It's best to write a simple function that does one thing, so we write a function that does nothing but check if a string is symmetric. If you give it a zero-length string it returns False, otherwise it sets i1 to the first character in the string and i2 to the last. It compares characters as long as they continue to be symmetric, and increments i1 while decrementing i2. If the two meet or pass each other, we know we have seen the whole string and it must be symmetric, in which case we return True; if it ever finds any pair of characters that are not symmetric, it returns False. We have to do the check for whether i1 and i2 have met or passed at the top of the loop, so it won't try to check if a character is its own symmetric character. (A character can't be both 'a' and 'z' at the same time, so a character is never its own symmetric character!)

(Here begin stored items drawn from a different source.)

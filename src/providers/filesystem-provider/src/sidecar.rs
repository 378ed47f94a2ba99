//! Files that sit next to a media file and share its stem, such as
//! `movie.en.srt` or `movie.commentary.ogg` beside `movie.mkv`.

use crate::scan::extension_of;
use std::fs;
use std::path::{Path, PathBuf};

pub const SUBTITLE_EXTENSIONS: &[&str] = &["srt", "vtt", "ass", "ssa"];

pub fn is_subtitles(path: &Path) -> bool {
    extension_of(path).is_some_and(|ext| SUBTITLE_EXTENSIONS.contains(&ext.as_str()))
}

/// `movie.en.srt` → `en`. Only two or three letter ASCII segments count.
pub fn language_hint(path: &Path) -> Option<String> {
    let stem = Path::new(path.file_stem()?);
    let hint = stem.extension()?.to_str()?;
    let is_code = (2..=3).contains(&hint.len()) && hint.chars().all(|c| c.is_ascii_alphabetic());
    is_code.then(|| hint.to_ascii_lowercase())
}

/// Siblings of `media` named `<stem>.<ext>` or `<stem>.<anything>.<ext>`,
/// sorted by file name.
pub fn find_sidecars(media: &Path, extensions: &[&str]) -> Vec<PathBuf> {
    let (Some(parent), Some(stem)) = (media.parent(), media.file_stem().and_then(|s| s.to_str()))
    else {
        return Vec::new();
    };
    let Ok(entries) = fs::read_dir(parent) else {
        return Vec::new();
    };

    let prefix = format!("{stem}.");
    let mut found: Vec<PathBuf> = entries
        .filter_map(Result::ok)
        .map(|entry| entry.path())
        .filter(|path| path != media && path.is_file())
        .filter(|path| {
            path.file_name()
                .and_then(|n| n.to_str())
                .is_some_and(|name| name.starts_with(&prefix))
        })
        .filter(|path| extension_of(path).is_some_and(|ext| extensions.contains(&ext.as_str())))
        .collect();
    found.sort();
    found
}
//! Local filesystem providers: an opener for files and folders that also
//! scrapes tags and finds sidecar audio, and a sidecar subtitles opener.

mod scan;
mod sidecar;
mod tags;

use flicker_core::provider::{ProviderError, ProviderResult};
use flicker_core::{
    ConstructProvider, ExternalAudioStream, OpenCapability, OpenSubtitlesCapability, Playlist,
    PlaylistItem, Provider, ProviderContext, ProviderDescriptor, ScrapeItemCapability,
    SubtitlesStream, SuggestExternalAudioCapability, DEFAULT_PRIORITY,
};
use scan::ScanOptions;
use std::path::Path;
use std::sync::Arc;

pub use scan::{AUDIO_EXTENSIONS, VIDEO_EXTENSIONS};
pub use sidecar::SUBTITLE_EXTENSIONS;

pub const FILESYSTEM_PROVIDER: &str = "filesystem";
pub const SIDECAR_SUBTITLES_PROVIDER: &str = "sidecar-subtitles";

pub fn descriptor() -> ProviderDescriptor {
    ProviderDescriptor::of::<FilesystemProvider>(FILESYSTEM_PROVIDER, env!("CARGO_PKG_VERSION"))
}

pub fn subtitles_descriptor() -> ProviderDescriptor {
    ProviderDescriptor::of::<SidecarSubtitlesProvider>(
        SIDECAR_SUBTITLES_PROVIDER,
        env!("CARGO_PKG_VERSION"),
    )
}

/// Opens local media files and directories.
///
/// Options: `priority`, `max_depth`, `follow_links`.
#[derive(Debug, Clone)]
pub struct FilesystemProvider {
    priority: i32,
    scan: ScanOptions,
}

impl FilesystemProvider {
    pub fn new() -> Self {
        Self {
            priority: DEFAULT_PRIORITY,
            scan: ScanOptions::default(),
        }
    }
}

impl Default for FilesystemProvider {
    fn default() -> Self {
        Self::new()
    }
}

impl ConstructProvider for FilesystemProvider {
    fn construct(ctx: &ProviderContext) -> ProviderResult<Self> {
        let defaults = Self::new();
        Ok(Self {
            priority: ctx.parse_option("priority")?.unwrap_or(defaults.priority),
            scan: ScanOptions {
                max_depth: ctx
                    .parse_option("max_depth")?
                    .unwrap_or(defaults.scan.max_depth),
                follow_links: ctx
                    .parse_option("follow_links")?
                    .unwrap_or(defaults.scan.follow_links),
            },
        })
    }
}

impl OpenCapability for FilesystemProvider {
    fn priority(&self) -> i32 {
        self.priority
    }

    fn can_open(&self, playlist: &Playlist) -> bool {
        playlist
            .input()
            .and_then(scan::local_path)
            .is_some_and(|path| path.is_dir() || scan::is_media(&path))
    }

    fn open(&self, playlist: &mut Playlist) -> Option<ProviderResult<()>> {
        let input = playlist.input()?.to_string();
        let path = scan::local_path(&input)?;

        let found = match scan::scan_input(&path, self.scan) {
            Ok(found) => found,
            Err(err) => return Some(Err(err)),
        };
        if found.is_empty() {
            return Some(Err(ProviderError::NotFound {
                entity: format!("media files in {input}"),
            }));
        }

        let root = match path.canonicalize() {
            Ok(canon) if canon.is_dir() => canon,
            _ => found
                .first()
                .and_then(|file| file.parent())
                .map(Path::to_path_buf)
                .unwrap_or_default(),
        };
        for file in &found {
            playlist.add_item(scan::item_for(file, &root));
        }
        playlist.set_expecting_items(found.len());
        tracing::debug!(input = %input, items = found.len(), "scanned local input");
        Some(Ok(()))
    }

    fn open_item(&self, playlist: &mut Playlist) -> Option<ProviderResult<()>> {
        let Some(item) = playlist.selected() else {
            return Some(Err(ProviderError::other("no playlist item selected")));
        };
        if !Path::new(&item.url).is_file() {
            return Some(Err(ProviderError::NotFound {
                entity: item.url.clone(),
            }));
        }
        Some(Ok(()))
    }
}

impl ScrapeItemCapability for FilesystemProvider {
    fn priority(&self) -> i32 {
        self.priority
    }

    fn scrape_item(&self, item: &mut PlaylistItem) {
        let path = Path::new(&item.url);
        if !scan::is_audio(path) || !path.is_file() {
            return;
        }
        tags::parse_tags(path).apply_to(item);
    }
}

impl SuggestExternalAudioCapability for FilesystemProvider {
    fn priority(&self) -> i32 {
        self.priority
    }

    fn suggest_external_audio(&self, playlist: &Playlist) -> Option<ExternalAudioStream> {
        let item = playlist.selected()?;
        let media = Path::new(&item.url);
        if !scan::is_video(media) {
            return None;
        }

        let sidecar = sidecar::find_sidecars(media, AUDIO_EXTENSIONS)
            .into_iter()
            .next()?;
        Some(ExternalAudioStream {
            url: sidecar.to_string_lossy().to_string(),
            codec: scan::extension_of(&sidecar),
            language: sidecar::language_hint(&sidecar),
            sample_rate: tags::parse_tags(&sidecar).sample_rate,
        })
    }
}

impl Provider for FilesystemProvider {
    fn as_open(self: Arc<Self>) -> Option<Arc<dyn OpenCapability>> {
        Some(self)
    }

    fn as_scrape_item(self: Arc<Self>) -> Option<Arc<dyn ScrapeItemCapability>> {
        Some(self)
    }

    fn as_suggest_external_audio(
        self: Arc<Self>,
    ) -> Option<Arc<dyn SuggestExternalAudioCapability>> {
        Some(self)
    }
}

/// Opens `.srt`, `.vtt`, `.ass` and `.ssa` files from local paths.
#[derive(Debug, Clone)]
pub struct SidecarSubtitlesProvider {
    priority: i32,
}

impl Default for SidecarSubtitlesProvider {
    fn default() -> Self {
        Self {
            priority: DEFAULT_PRIORITY,
        }
    }
}

impl ConstructProvider for SidecarSubtitlesProvider {
    fn construct(ctx: &ProviderContext) -> ProviderResult<Self> {
        Ok(Self {
            priority: ctx.parse_option("priority")?.unwrap_or(DEFAULT_PRIORITY),
        })
    }
}

impl OpenSubtitlesCapability for SidecarSubtitlesProvider {
    fn priority(&self) -> i32 {
        self.priority
    }

    fn open_subtitles(&self, url: &str) -> Option<ProviderResult<SubtitlesStream>> {
        let raw = url.strip_prefix("file://").unwrap_or(url);
        if raw.contains("://") || !sidecar::is_subtitles(Path::new(raw)) {
            return None;
        }
        let Some(path) = scan::local_path(raw) else {
            return Some(Err(ProviderError::NotFound {
                entity: url.to_string(),
            }));
        };

        Some(Ok(SubtitlesStream {
            url: path.to_string_lossy().to_string(),
            format: scan::extension_of(&path).unwrap_or_default(),
            language: sidecar::language_hint(&path),
        }))
    }
}

impl Provider for SidecarSubtitlesProvider {
    fn as_open_subtitles(self: Arc<Self>) -> Option<Arc<dyn OpenSubtitlesCapability>> {
        Some(self)
    }
}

Now we write a wrapper that filters out the junk, splits the string into words, and tests each word. Not only does it convert the chosen punctuation characters to spaces, but it also strips out any unexpected characters (anything not an approved punctuation char, a space, or a letter). That way we know nothing unexpected will get through to the inner function. The wrapper is "lazy"... it is a generator that yields up one word at a time, instead of building the whole list and returning that. It's easy to use list() to force the generator's results into a list. If you want, you can easily modify this function to just build a list and return it.
If you have any questions about this, just ask.
EDIT: The original version of the code didn't do the right thing with the punctuation characters; this version does. Also, as #heltonbiker suggested, why type the alphabet when Python has a copy of it you can use? So I made that change too.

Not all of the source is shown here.